No soy forofo de las obras de denuncia si no las envuelven otros méritos: cuando la denuncia se convierte en un género en sí mismo, a menudo la obra pasa a ser pura explotación comercial de una desgracia, colectiva o no, ajena… y a veces hasta propia. El tiempo revela esa explotación: ¿Hoy se permitiría Spielberg crear suspense folletinesco sobre si de la ducha saldrá agua o gas? Y encima, esa variedad de rapiña suele ser subvencionada, pues da brillo, prestigio y apariencia de preocupación social al gobierno de turno. A los lectores/espectadores menos exigentes les encanta ese subgénero, porque el que la obra venga aparentemente motivada por los buenos sentimientos les parece una virtud artística en sí misma.
Por eso suelo huir del drama como género: si algo no contiene humor, tiende a ser más simplón y/o manipulador, a no ser que la convicción del artista arrase con todo. En cine, pasa poco. Últimamente (je, «últimamente», o sea, hace veinte años) me pasó con Savior (1998), el filme de Predrag Antonijevic sobre el conflicto bosnio, que me dejó clavado en la butaca con sus imágenes sobre la riada de civiles desnucados a mazazos; y con Hotel Rwanda (2004) de Terry George, sobre las masacres entre los tutsi y hutu, donde resultaba imposible no acabar contagiado por el histérico intento de su desafortunado protagonista de mantener la calma entre machetazo y machetazo.
Me ha vuelto a pasar hace poco, con la australiana Sweet Country (2017) de Warwick Thornton.

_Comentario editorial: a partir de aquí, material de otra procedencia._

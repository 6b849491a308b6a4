//! Error types for quote pricing.

use std::path::PathBuf;
use thiserror::Error;

/// Error codes for quote processing.
#[derive(Debug, Clone, Copy, PartialEq, Eq)]
pub enum ErrorCode {
    /// File not found (-1)
    FileNotFound = -1,
    /// Empty file (-2)
    EmptyFile = -2,
    /// Malformed request (-3)
    InvalidRequest = -3,
    /// Read or write failure (-4)
    IoError = -4,
    /// Height/width missing or not positive (E100)
    InvalidDimensions = 100,
    /// Negative or non-finite quantity/price (E101)
    InvalidValue = 101,
    /// Unknown option name (E102)
    UnknownOption = 102,
    /// Item index out of range (E200)
    ItemNotFound = 200,
    /// Request produced no items (E201)
    NoItems = 201,
}

/// Main error type for the quote engine.
#[derive(Debug, Error)]
pub enum QuoteError {
    #[error("File not found: {path}")]
    FileNotFound { path: PathBuf },

    #[error("Empty file: {path}")]
    EmptyFile { path: PathBuf },

    #[error("Invalid quote request: {message}")]
    InvalidRequest { message: String },

    #[error("Invalid dimensions: height {height} mm x width {width} mm (both must be positive)")]
    InvalidDimensions { height: f64, width: f64 },

    #[error("Invalid value for '{field}': {value}")]
    InvalidValue { field: String, value: f64 },

    #[error("Unknown {kind}: '{value}'")]
    UnknownOption { kind: &'static str, value: String },

    #[error("Quote item {index} not found ({len} item(s) in quote)")]
    ItemNotFound { index: usize, len: usize },

    #[error("Quote has no items")]
    NoItems,

    #[error("IO error: {0}")]
    Io(#[from] std::io::Error),
}

impl QuoteError {
    /// Get the error code for this error.
    pub fn code(&self) -> ErrorCode {
        match self {
            QuoteError::FileNotFound { .. } => ErrorCode::FileNotFound,
            QuoteError::EmptyFile { .. } => ErrorCode::EmptyFile,
            QuoteError::InvalidRequest { .. } => ErrorCode::InvalidRequest,
            QuoteError::InvalidDimensions { .. } => ErrorCode::InvalidDimensions,
            QuoteError::InvalidValue { .. } => ErrorCode::InvalidValue,
            QuoteError::UnknownOption { .. } => ErrorCode::UnknownOption,
            QuoteError::ItemNotFound { .. } => ErrorCode::ItemNotFound,
            QuoteError::NoItems => ErrorCode::NoItems,
            QuoteError::Io(_) => ErrorCode::IoError,
        }
    }

    /// Get the numeric error code value.
    pub fn code_value(&self) -> i32 {
        self.code() as i32
    }
}

impl From<serde_json::Error> for QuoteError {
    fn from(err: serde_json::Error) -> Self {
        QuoteError::InvalidRequest {
            message: err.to_string(),
        }
    }
}

/// Result type alias for quote operations.
pub type Result<T> = std::result::Result<T, QuoteError>;

#[cfg(test)]
mod tests {
    use super::*;

    #[test]
    fn test_error_codes() {
        let err = QuoteError::InvalidDimensions {
            height: 0.0,
            width: 1500.0,
        };
        assert_eq!(err.code(), ErrorCode::InvalidDimensions);
        assert_eq!(err.code_value(), 100);
        assert_eq!(QuoteError::NoItems.code_value(), 201);
        assert_eq!(
            QuoteError::EmptyFile {
                path: PathBuf::from("a.json")
            }
            .code_value(),
            -2
        );
    }

    #[test]
    fn test_io_error_code() {
        let err: QuoteError =
            std::io::Error::new(std::io::ErrorKind::PermissionDenied, "denied").into();
        assert_eq!(err.code(), ErrorCode::IoError);
        assert_eq!(err.code_value(), -4);
    }

    #[test]
    fn test_unknown_option_message() {
        let err = QuoteError::UnknownOption {
            kind: "glass color",
            value: "purple".to_string(),
        };
        assert_eq!(err.to_string(), "Unknown glass color: 'purple'");
    }
}
//! Area and perimeter of a measured opening.

use crate::config::float_cmp::{is_positive, round_to};
use crate::config::{AREA_DECIMALS, MM_PER_M, PERIMETER_DECIMALS, TOLERANCE_MM};

/// Priced area in m² with the 10mm per-axis tolerance, rounded to 4 decimals.
///
/// Returns 0 when either dimension is missing, zero, negative or not finite.
pub fn compute_area(height_mm: f64, width_mm: f64) -> f64 {
    if !is_positive(height_mm) || !is_positive(width_mm) {
        return 0.0;
    }

    let height_m = (height_mm + TOLERANCE_MM) / MM_PER_M;
    let width_m = (width_mm + TOLERANCE_MM) / MM_PER_M;

    round_to(height_m * width_m, AREA_DECIMALS)
}

/// Perimeter in linear meters (no tolerance), rounded to 2 decimals.
///
/// Returns 0 when either dimension is missing, zero, negative or not finite.
pub fn compute_perimeter(height_mm: f64, width_mm: f64) -> f64 {
    if !is_positive(height_mm) || !is_positive(width_mm) {
        return 0.0;
    }

    let height_m = height_mm / MM_PER_M;
    let width_m = width_mm / MM_PER_M;

    round_to(2.0 * (height_m + width_m), PERIMETER_DECIMALS)
}

#[cfg(test)]
mod tests {
    use super::*;

    #[test]
    fn test_area_includes_tolerance() {
        // (1210 / 1000) * (1510 / 1000) = 1.8271
        assert_eq!(compute_area(1200.0, 1500.0), 1.8271);
        assert_eq!(compute_area(1000.0, 1000.0), 1.0201);
    }

    #[test]
    fn test_area_rounds_to_four_decimals() {
        // 0.613 * 0.457 = 0.280141
        assert_eq!(compute_area(603.0, 447.0), 0.2801);
        // 0.0111 * 0.0111 = 0.00012321
        assert_eq!(compute_area(1.1, 1.1), 0.0001);
    }

    #[test]
    fn test_perimeter() {
        assert_eq!(compute_perimeter(1200.0, 1500.0), 5.4);
        // 2 * (0.603 + 0.447) = 2.1
        assert_eq!(compute_perimeter(603.0, 447.0), 2.1);
        // 2 * (0.1234 + 0.1) = 0.4468
        assert_eq!(compute_perimeter(123.4, 100.0), 0.45);
    }

    #[test]
    fn test_invalid_dimensions_yield_zero() {
        assert_eq!(compute_area(0.0, 1500.0), 0.0);
        assert_eq!(compute_area(1200.0, f64::NAN), 0.0);
        assert_eq!(compute_area(-1200.0, 1500.0), 0.0);
        assert_eq!(compute_perimeter(1200.0, 0.0), 0.0);
        assert_eq!(compute_perimeter(-1.0, -1.0), 0.0);
    }
}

La vi por Sam Neill, porque –al igual que sucede con Pierce Brosnan– sé que si la peli es mala, lo miro a él y ya me distraigo… Pero no, la peli es buenísima.
Y Sam Neill está bien, muy bien, y hasta Bryan ‘Cocktail’ Brown lo está, en su rol de John Wayne en las Antípodas. Pero quien se lleva aquí la palma es Hamilton Morris, el auténtico protagonista.
La historia es la de siempre: nativo que mata a colono y es juzgado con la dureza del sistema que sirve al poder blanco. Uno espera lagrimita y hala, a seguir pagando la hipoteca y tirando de la tarjeta de crédito… La diferencia aquí estriba en la ACTITUD. La del director y la del personaje principal, el acusado aborigen Sam Kelly que encarna Morris.
Para empezar, la actitud de miedo y subordinación cotidianas de Kelly a la jerarquía anglosajona es tan callada y natural que escalofría a lo largo de todo el metraje: esa actitud existe desde tiempo inmemorial, no da pie a estallidos de ira catárticos que nos alivien con su vistosidad… No, así no funciona la cosa en la vida real; por otro, el director sabe permitir que seamos nosotros quienes deduzcamos lo que sucede a base de fijarnos en los detalles y, si queremos, podemos hasta humanizar a todos los personajes. Eso no es habitual. Las secuencias hablan por sí mismas, sin tediosos discursos explícitos. Y por si fuera poco, exudan belleza que a veces quita el aliento, por la belleza en sí y por toda la crueldad que conlleva…
El discurso es el de siempre, pero tan bien expuesto, que duele más. Mucho más.
Aquí no hay lagrimita que valga. Aquí te dicen lo que hay y a ver qué demonios hace uno con ello.